Um paciente de 68 anos ficou dois meses internado por insuficiência cardíaca, cirrose hepática, diabetes mellitus e hiperpigmentação a esclarecer. Durante este tempo foi acompanhado por um membro da equipe de Psicologia Médica do C.M.P. associada a esta enfermaria. Seu tema preferido, presente em todas as sessões, era a violência. Em tom sempre arrogante e desdenhoso, contava histórias de corrupção de políticos, de álcoólatras, traficantes e estupradores, finalizando a todas sempre com a lembrança de sua cidadezinha natal no nordeste com a conclusão de que lá as coisas eram melhores porque estes problemas eram resolvidos à bala. Nem parecia que ele, portador de cirrose hepática, havia feito uso abusivo de bebidas alcoólicas e que um de seus filhos, envolvido com o tráfico de drogas, fora assassinado numa das batalhas da guerra entre quadrilhas rivais. Foram dezenove atendimentos, nos quais o terapeuta sentiu grande dificuldade em estar com o paciente. As histórias e a maneira de contá-las, intercalando sua fala com cuspidas e escarradas, faziam o terapeuta sentir-se enojado.

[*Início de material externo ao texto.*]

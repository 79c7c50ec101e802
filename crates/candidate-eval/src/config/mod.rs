use std::env;
use std::fmt;
use std::net::{IpAddr, SocketAddr};

/// Deployment stage the scoring service runs under.
#[derive(Debug, Clone, Copy, PartialEq, Eq)]
pub enum AppEnvironment {
    Development,
    Test,
    Production,
}

impl AppEnvironment {
    fn from_str(value: &str) -> Self {
        match value.trim().to_ascii_lowercase().as_str() {
            "prod" | "production" => Self::Production,
            "test" | "ci" => Self::Test,
            _ => Self::Development,
        }
    }
}

/// Top-level configuration shared by the API binary and the CLI commands.
#[derive(Debug, Clone)]
pub struct AppConfig {
    pub environment: AppEnvironment,
    pub server: ServerConfig,
    pub telemetry: TelemetryConfig,
}

impl AppConfig {
    pub fn load() -> Result<Self, ConfigError> {
        dotenvy::dotenv().ok();

        let environment = AppEnvironment::from_str(
            &env::var("APP_ENV").unwrap_or_else(|_| "development".to_string()),
        );

        let host = env::var("APP_HOST").unwrap_or_else(|_| "127.0.0.1".to_string());
        let port = match env::var("APP_PORT") {
            Ok(raw) => raw
                .trim()
                .parse::<u16>()
                .map_err(|_| ConfigError::InvalidPort { value: raw })?,
            Err(_) => 3000,
        };

        let log_level = env::var("APP_LOG_LEVEL").unwrap_or_else(|_| "info".to_string());
        let ansi = env::var("APP_LOG_ANSI")
            .map(|value| parse_flag(&value))
            .unwrap_or(false);

        Ok(Self {
            environment,
            server: ServerConfig { host, port },
            telemetry: TelemetryConfig { log_level, ansi },
        })
    }
}

fn parse_flag(value: &str) -> bool {
    matches!(
        value.trim().to_ascii_lowercase().as_str(),
        "1" | "true" | "yes" | "on"
    )
}

/// Settings controlling the HTTP listener.
#[derive(Debug, Clone)]
pub struct ServerConfig {
    pub host: String,
    pub port: u16,
}

impl ServerConfig {
    pub fn socket_addr(&self) -> Result<SocketAddr, ConfigError> {
        if self.host.eq_ignore_ascii_case("localhost") {
            return Ok(SocketAddr::new(IpAddr::from([127, 0, 0, 1]), self.port));
        }

        let ip: IpAddr = self
            .host
            .parse()
            .map_err(|source| ConfigError::InvalidHost {
                value: self.host.clone(),
                source,
            })?;

        Ok(SocketAddr::new(ip, self.port))
    }
}

/// Log filter and formatting controls.
#[derive(Debug, Clone)]
pub struct TelemetryConfig {
    pub log_level: String,
    pub ansi: bool,
}

#[derive(Debug)]
pub enum ConfigError {
    InvalidPort {
        value: String,
    },
    InvalidHost {
        value: String,
        source: std::net::AddrParseError,
    },
}

impl fmt::Display for ConfigError {
    fn fmt(&self, f: &mut fmt::Formatter<'_>) -> fmt::Result {
        match self {
            ConfigError::InvalidPort { value } => {
                write!(f, "APP_PORT must be a valid u16 (got '{value}')")
            }
            ConfigError::InvalidHost { value, .. } => {
                write!(
                    f,
                    "APP_HOST must parse to an IPv4 or IPv6 address (got '{value}')"
                )
            }
        }
    }
}

impl std::error::Error for ConfigError {
    fn source(&self) -> Option<&(dyn std::error::Error + 'static)> {
        match self {
            ConfigError::InvalidPort { .. } => None,
            ConfigError::InvalidHost { source, .. } => Some(source),
        }
    }
}

#[cfg(test)]
mod tests {
    use super::*;
    use std::env;
    use std::sync::{Mutex, OnceLock};

    fn env_guard() -> &'static Mutex<()> {
        static GUARD: OnceLock<Mutex<()>> = OnceLock::new();
        GUARD.get_or_init(|| Mutex::new(()))
    }

    fn reset_env() {
        env::remove_var("APP_ENV");
        env::remove_var("APP_HOST");
        env::remove_var("APP_PORT");
        env::remove_var("APP_LOG_LEVEL");
        env::remove_var("APP_LOG_ANSI");
    }

    #[test]
    fn load_uses_defaults_when_env_missing() {
        let _lock = env_guard().lock().expect("env mutex poisoned");
        reset_env();
        let config = AppConfig::load().expect("config loads with defaults");
        assert_eq!(config.environment, AppEnvironment::Development);
        assert_eq!(config.server.host, "127.0.0.1");
        assert_eq!(config.server.port, 3000);
        assert_eq!(config.telemetry.log_level, "info");
        assert!(!config.telemetry.ansi);
    }

    #[test]
    fn rejects_non_numeric_port() {
        let _lock = env_guard().lock().expect("env mutex poisoned");
        reset_env();
        env::set_var("APP_PORT", "eighty");
        match AppConfig::load() {
            Err(ConfigError::InvalidPort { value }) => assert_eq!(value, "eighty"),
            other => panic!("expected invalid port, got {other:?}"),
        }
        reset_env();
    }

    #[test]
    fn reads_environment_and_ansi_flag() {
        let _lock = env_guard().lock().expect("env mutex poisoned");
        reset_env();
        env::set_var("APP_ENV", "CI");
        env::set_var("APP_LOG_ANSI", "yes");
        let config = AppConfig::load().expect("config loads");
        assert_eq!(config.environment, AppEnvironment::Test);
        assert!(config.telemetry.ansi);
        reset_env();
    }

    #[test]
    fn accepts_localhost_host() {
        let _lock = env_guard().lock().expect("env mutex poisoned");
        reset_env();
        env::set_var("APP_HOST", "localhost");
        let config = AppConfig::load().expect("config loads");
        let addr = config.server.socket_addr().expect("localhost resolves");
        assert_eq!(addr, SocketAddr::new(IpAddr::from([127, 0, 0, 1]), 3000));
        reset_env();
    }

    #[test]
    fn rejects_hostnames_other_than_localhost() {
        let server = ServerConfig {
            host: "scoring.internal".to_string(),
            port: 8080,
        };
        assert!(matches!(
            server.socket_addr(),
            Err(ConfigError::InvalidHost { .. })
        ));
    }
}
use std::sync::Arc;

use axum::{
    extract::{Query, State},
    http::StatusCode,
    response::{IntoResponse, Response},
    routing::{get, post},
    Json, Router,
};
use serde::Deserialize;
use serde_json::json;

use super::domain::{CandidateId, EvaluationSubmission, JobFamily, RoundId, ScoreSet};
use super::repository::{CandidateDirectory, EvaluationQuery, EvaluationRepository};
use super::scoring::{compute_aggregate, compute_evaluation, HistoricalEvaluation};
use super::service::{EvaluationService, EvaluationServiceError};

/// Router builder exposing evaluation intake, listing, and aggregation.
pub fn evaluation_router<R, C>(service: Arc<EvaluationService<R, C>>) -> Router
where
    R: EvaluationRepository + 'static,
    C: CandidateDirectory + 'static,
{
    Router::new()
        .route(
            "/api/v1/evaluations",
            post(submit_handler::<R, C>).get(list_handler::<R, C>),
        )
        .route(
            "/api/v1/evaluations/aggregate",
            get(aggregate_handler::<R, C>),
        )
        .with_state(service)
        .merge(scoring_router())
}

/// Storage-free scoring endpoints over caller-supplied inputs.
pub fn scoring_router() -> Router {
    Router::new()
        .route("/api/v1/scoring/evaluate", post(score_handler))
        .route("/api/v1/scoring/aggregate", post(score_aggregate_handler))
}

#[derive(Debug, Deserialize)]
pub(crate) struct ListParams {
    #[serde(default)]
    candidate_id: Option<String>,
    #[serde(default)]
    round_id: Option<String>,
}

#[derive(Debug, Deserialize)]
pub(crate) struct AggregateParams {
    #[serde(default)]
    candidate_id: Option<String>,
}

#[derive(Debug, Deserialize)]
pub(crate) struct ScoreRequest {
    family: JobFamily,
    scores: ScoreSet,
}

#[derive(Debug, Deserialize)]
pub(crate) struct ScoreAggregateRequest {
    family: JobFamily,
    #[serde(default)]
    history: Vec<HistoricalEvaluation>,
}

fn non_empty(value: Option<String>) -> Option<String> {
    value.filter(|value| !value.trim().is_empty())
}

fn error_response(error: EvaluationServiceError) -> Response {
    let status = match &error {
        EvaluationServiceError::MissingField(_) => StatusCode::BAD_REQUEST,
        EvaluationServiceError::CandidateNotFound(_) => StatusCode::NOT_FOUND,
        EvaluationServiceError::Repository(_) => StatusCode::INTERNAL_SERVER_ERROR,
    };

    if status == StatusCode::INTERNAL_SERVER_ERROR {
        tracing::error!(%error, "evaluation request failed");
    }

    let payload = json!({ "error": error.to_string() });
    (status, Json(payload)).into_response()
}

pub(crate) async fn submit_handler<R, C>(
    State(service): State<Arc<EvaluationService<R, C>>>,
    Json(submission): Json<EvaluationSubmission>,
) -> Response
where
    R: EvaluationRepository + 'static,
    C: CandidateDirectory + 'static,
{
    match service.submit(submission) {
        Ok(receipt) => (StatusCode::OK, Json(receipt)).into_response(),
        Err(error) => error_response(error),
    }
}

pub(crate) async fn list_handler<R, C>(
    State(service): State<Arc<EvaluationService<R, C>>>,
    Query(params): Query<ListParams>,
) -> Response
where
    R: EvaluationRepository + 'static,
    C: CandidateDirectory + 'static,
{
    let query = EvaluationQuery {
        candidate_id: non_empty(params.candidate_id).map(CandidateId),
        round_id: non_empty(params.round_id).map(RoundId),
    };

    match service.list(&query) {
        Ok(evaluations) => {
            (StatusCode::OK, Json(json!({ "evaluations": evaluations }))).into_response()
        }
        Err(error) => error_response(error),
    }
}

pub(crate) async fn aggregate_handler<R, C>(
    State(service): State<Arc<EvaluationService<R, C>>>,
    Query(params): Query<AggregateParams>,
) -> Response
where
    R: EvaluationRepository + 'static,
    C: CandidateDirectory + 'static,
{
    let Some(candidate_id) = non_empty(params.candidate_id) else {
        return error_response(EvaluationServiceError::MissingField("candidate_id"));
    };

    match service.aggregate(&CandidateId(candidate_id)) {
        Ok(aggregate) => (StatusCode::OK, Json(aggregate)).into_response(),
        Err(error) => error_response(error),
    }
}

pub(crate) async fn score_handler(Json(request): Json<ScoreRequest>) -> Response {
    let result = compute_evaluation(request.family, &request.scores);
    (StatusCode::OK, Json(result)).into_response()
}

pub(crate) async fn score_aggregate_handler(
    Json(request): Json<ScoreAggregateRequest>,
) -> Response {
    let result = compute_aggregate(request.family, &request.history);
    (StatusCode::OK, Json(result)).into_response()
}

Ressaltando-se os aspectos violentos do paciente, seu uso maciço de identificações projetivas para se livrar destes conteúdos inconscientes e o medo dele morrer, como contava que acontecia com aqueles que denunciavam os criminosos, discutiu-se a situação comumente vivida pelo terapeuta que, mesmo percebendo e entendendo a dinâmica mental do paciente, encontra dificuldades em  nela interferir, neste caso por conta de sentimentos nele despertados pela relação com seu paciente.
Seguindo-se a sugestão feita por Michael Balint (Psychoterapeutic Techniques Medicine, Tavistock Publications, London, 1961), fez-se menção à importancia do terapeuta considerar estes sentimentos como um sintoma do paciente e utilizá-los para entender o doente e a relação que se estabeleceu entre ambos como forma de se evitar o impasse terapêutico acima relatado.
Mesmo desvalorizando o que lhe estava sendo oferecido pelo hospital através da idealização infantil de sua cidade natal, a consciência de que precisava de ajuda o fez voltar a procurar o hospital para continuar seu tratamento ambulatorial e a investigação da hiperpigmentação.